Taken together, the team says, these clues suggest that Chaco society developed a complex, hierarchical structure not only earlier than expected, but also more gradually.
If so, the majestic monuments that we associate with Chaco Canyon today were constructed hundreds of years after its people had already built economic ties with Mesoamerica, and a ritual class within its own boundaries. [See how an aerial drone discovered a Chacoan village: “‘Hidden Architecture’ of 1,000-Year-Old Village Discovered in New Mexico“]

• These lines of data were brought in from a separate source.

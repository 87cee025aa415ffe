//! `bstk build`: build an image from a descriptor.

use std::path::PathBuf;

use bootstack_build::{BuildOptions, InstallerKind, build_image};
use bootstack_common::config::IsolationMode;
use bootstack_common::constants::DEFAULT_DESCRIPTOR;
use clap::{Args, ValueEnum};

use super::Session;
use crate::output::{format_bytes, format_duration};

/// Arguments for the `build` command.
#[derive(Args, Debug)]
pub struct BuildArgs {
    /// Build context directory.
    #[arg(default_value = ".")]
    pub context: PathBuf,

    /// Descriptor file (defaults to `Dockerfile` inside the context).
    #[arg(short, long)]
    pub file: Option<PathBuf>,

    /// Reference to register the image under (`name[:tag]`).
    #[arg(short, long)]
    pub tag: String,

    /// How the dependency step installs packages.
    #[arg(long, value_enum, default_value_t = InstallerArg::Descriptor)]
    pub installer: InstallerArg,
}

/// Installer selection on the command line.
#[derive(Debug, Clone, Copy, PartialEq, Eq, ValueEnum)]
pub enum InstallerArg {
    /// Run the descriptor's `RUN` commands.
    Descriptor,
    /// Upgrade pip, then `pip install -r` the manifest.
    Pip,
}

impl From<InstallerArg> for InstallerKind {
    fn from(arg: InstallerArg) -> Self {
        match arg {
            InstallerArg::Descriptor => Self::Descriptor,
            InstallerArg::Pip => Self::Pip,
        }
    }
}

/// Executes the `build` command and prints the stage report.
///
/// Install commands only run under host isolation when it was chosen
/// explicitly (flag, environment, or config file), never through `auto`.
///
/// # Errors
///
/// Returns the first descriptor, stage, or storage error.
pub fn execute(session: &Session, args: BuildArgs) -> anyhow::Result<()> {
    let descriptor = args
        .file
        .unwrap_or_else(|| args.context.join(DEFAULT_DESCRIPTOR));
    let options = BuildOptions {
        context_dir: args.context,
        descriptor,
        tag: args.tag,
        isolation: session.isolation()?,
        allow_host_install: session.config.isolation == IsolationMode::Host,
        default_identity: session.config.default_identity,
        installer: args.installer.into(),
    };
    let storage = session.storage()?;
    let catalog = session.catalog()?;

    let output = build_image(&options, &storage, &catalog)?;

    for stage in &output.report.stages {
        let layer = stage.layer.as_ref().map_or_else(
            || "-".to_string(),
            |l| format!("{} ({})", short_digest(l.digest.as_hex()), format_bytes(l.size_bytes)),
        );
        println!("{:<14} {:>8}  {layer}", stage.name, format_duration(stage.duration));
    }
    for warning in &output.report.warnings {
        eprintln!("warning: {warning}");
    }
    println!(
        "Built {} ({}) in {}",
        output.image.reference,
        output.image.id.short(),
        format_duration(output.report.total_duration())
    );
    Ok(())
}

fn short_digest(hex: &str) -> &str {
    hex.get(..12).unwrap_or(hex)
}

“We propose that the hierarchical sociopolitical foundation of Chacoan society was established during the initial era of construction of the great houses, and that this foundation was reinforced during the late ninth and 10th centuries by the acquisition of scarlet macaws and other cosmologically powerful agents from Mesoamerica,” Plog said.
“Sociopolitical hierarchies evolved over the course of nearly two centuries before taking the more visible forms seen in the Chaco florescence.
“As in many parts of the world, this was a long-term process rather than a brief, abrupt transformation.”
The team reports its findings in the Proceedings of the National Academy of Sciences.